Sa formule chimiquement pure : le profit et rien d’autre.

Alors quand en quelques jours, dans ces bacs à sable géants de l’économie de marché que sont les places boursières, des milliards disparaissent en fumée, c’est la panique. Et la crise.

A entendre les médias et nos gouvernants c’est une sorte de punition divine, un vague truc « systémique » auquel il faut faire face dignement. Parce que ce qu’il y a de bien avec les punitions divines c’est qu’on en appelle généralement à croire plus encore au Dieu fauteur de trouble, ici, le Capital.

Il faut faire pénitence.

La pénitence des Etats-Unis prend la forme de gros chèques pour, soit nationaliser les banques pourries, soit honorer rubis sur l’ongle les créances d’autres banques tout aussi pourries.

Des sortes d’indulgences étatiques pour s’excuser d’exister encore malgré leurs doctrines ultralibérales.

Sauvons les banques, sauvons le profit, sauvons la finance !

Comment ? En ponctionnant sur les vraies richesses créées par les travailleuses et les travailleurs.

Merveille du capitalisme : ce sont les producteurs mis en faillite par des banques frauduleuses qui doivent, par ses impôts, contribuer au sauvetage.

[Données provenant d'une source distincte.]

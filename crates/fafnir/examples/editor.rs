//! Editor playground: a small parented scene to poke at with the F12 panels.
//!
//! Select entities in the hierarchy tree, drag their local transforms in
//! the inspector, reparent with the toolbar buttons. Dragging the "Rig"
//! entity moves all three cubes at once.
//!
//! Run with: `cargo run -p fafnir --example editor`

use fafnir::prelude::*;

fn main() {
    env_logger::init();

    App::new("fafnir editor").setup(setup).run();
}

fn setup(world: &mut World) {
    let camera = create_main_camera(world, Vec3::new(0.0, 3.0, 8.0));
    world.insert(camera, CameraController::default());

    let rig = world.spawn((Transform::from_xyz(0.0, 1.0, 0.0), Name::new("Rig")));
    for (offset, color, name) in [
        (Vec3::new(-1.5, 0.0, 0.0), [0.9, 0.2, 0.2, 1.0], "Red"),
        (Vec3::ZERO, [0.2, 0.9, 0.2, 1.0], "Green"),
        (Vec3::new(1.5, 0.0, 0.0), [0.2, 0.4, 0.9, 1.0], "Blue"),
    ] {
        let cube = world.spawn((
            Transform::from_position(Vec3::new(0.0, 1.0, 0.0) + offset),
            MeshRenderer::cube().with_color(color),
            Name::new(name),
        ));
        set_parent(world, cube, rig).unwrap();
    }

    world.spawn((
        Transform::from_xyz(0.0, 0.0, 0.0).with_scale(Vec3::new(12.0, 1.0, 12.0)),
        MeshRenderer::plane().with_color([0.3, 0.3, 0.35, 1.0]),
        Name::new("Ground"),
    ));
}
//! Solid-color texture storage.
//!
//! The engine does no image decoding; textures are single-pixel solid
//! colors, enough to tint meshes per material. Handle 0 is always opaque
//! white, used whenever a [`MeshRenderer`](super::MeshRenderer) names no
//! texture.

use super::gpu::GpuContext;

#[derive(Debug, Clone, Copy, PartialEq, Eq, Hash)]
pub struct TextureHandle(pub(crate) usize);

pub(crate) struct GpuTexture {
    pub view: wgpu::TextureView,
}

pub struct TextureStore {
    textures: Vec<GpuTexture>,
}

impl TextureStore {
    const WHITE: TextureHandle = TextureHandle(0);

    pub fn new(gpu: &GpuContext) -> Self {
        let mut store = Self {
            textures: Vec::new(),
        };
        store.create_solid(gpu, [255, 255, 255, 255]);
        store
    }

    /// Uploads a 1x1 RGBA texture and returns its handle.
    pub fn create_solid(&mut self, gpu: &GpuContext, rgba: [u8; 4]) -> TextureHandle {
        let size = wgpu::Extent3d {
            width: 1,
            height: 1,
            depth_or_array_layers: 1,
        };
        let texture = gpu.device.create_texture(&wgpu::TextureDescriptor {
            label: Some("fafnir solid texture"),
            size,
            mip_level_count: 1,
            sample_count: 1,
            dimension: wgpu::TextureDimension::D2,
            format: wgpu::TextureFormat::Rgba8UnormSrgb,
            usage: wgpu::TextureUsages::TEXTURE_BINDING | wgpu::TextureUsages::COPY_DST,
            view_formats: &[],
        });
        gpu.queue.write_texture(
            wgpu::TexelCopyTextureInfo {
                texture: &texture,
                mip_level: 0,
                origin: wgpu::Origin3d::ZERO,
                aspect: wgpu::TextureAspect::All,
            },
            &rgba,
            wgpu::TexelCopyBufferLayout {
                offset: 0,
                bytes_per_row: Some(4),
                rows_per_image: Some(1),
            },
            size,
        );
        let handle = TextureHandle(self.textures.len());
        self.textures.push(GpuTexture {
            view: texture.create_view(&wgpu::TextureViewDescriptor::default()),
        });
        handle
    }

    pub(crate) fn get(&self, handle: TextureHandle) -> Option<&GpuTexture> {
        self.textures.get(handle.0)
    }

    /// Opaque white, the fallback for untextured meshes.
    pub fn white() -> TextureHandle {
        Self::WHITE
    }
}
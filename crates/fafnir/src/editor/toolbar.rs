//! Top toolbar panel with entity commands and a frame-rate readout.

use crate::ecs::{Entity, Name, Transform, World, set_parent};
use crate::time::Time;

pub(crate) fn toolbar_panel(
    ctx: &egui::Context,
    world: &mut World,
    selected: &mut Option<Entity>,
) {
    egui::TopBottomPanel::top("editor_toolbar").show(ctx, |ui| {
        egui::MenuBar::new().ui(ui, |ui| {
            ui.label("fafnir editor");
            ui.separator();

            if ui.button("New Entity").clicked() {
                let entity = world.spawn((Transform::default(), Name::new("New Entity")));
                *selected = Some(entity);
            }

            let parent = *selected;
            if ui
                .add_enabled(parent.is_some(), egui::Button::new("New Child"))
                .clicked()
            {
                if let Some(parent) = parent {
                    let child = world.spawn((Transform::default(), Name::new("New Child")));
                    if set_parent(world, child, parent).is_ok() {
                        *selected = Some(child);
                    }
                }
            }

            ui.separator();

            if ui
                .add_enabled(selected.is_some(), egui::Button::new("Delete"))
                .clicked()
            {
                if let Some(entity) = selected.take() {
                    world.despawn_recursive(entity);
                }
            }

            ui.with_layout(egui::Layout::right_to_left(egui::Align::Center), |ui| {
                ui.label("F12 to toggle");
                ui.separator();
                if let Some(time) = world.get_resource::<Time>() {
                    ui.label(format!("{:.0} fps", time.fps()));
                }
            });
        });
    });
}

La pirouette est hardie, mais au final, la morale bourgeoise est sauve : c’est toujours le pauvre qui paie. Il paie quand le capitalisme marche en créant par son travail la plus-value nécessaire aux orgies boursières.

Il paie quand ça ne marche plus, via l’Etat, véritable vache à lait d’un système qui sait que le profit c’est, avant tout, la spoliation du Travail. Alors tous les banquiers du monde peuvent s’embrasser très fort en hurlant à tue-tête : Vive la crise !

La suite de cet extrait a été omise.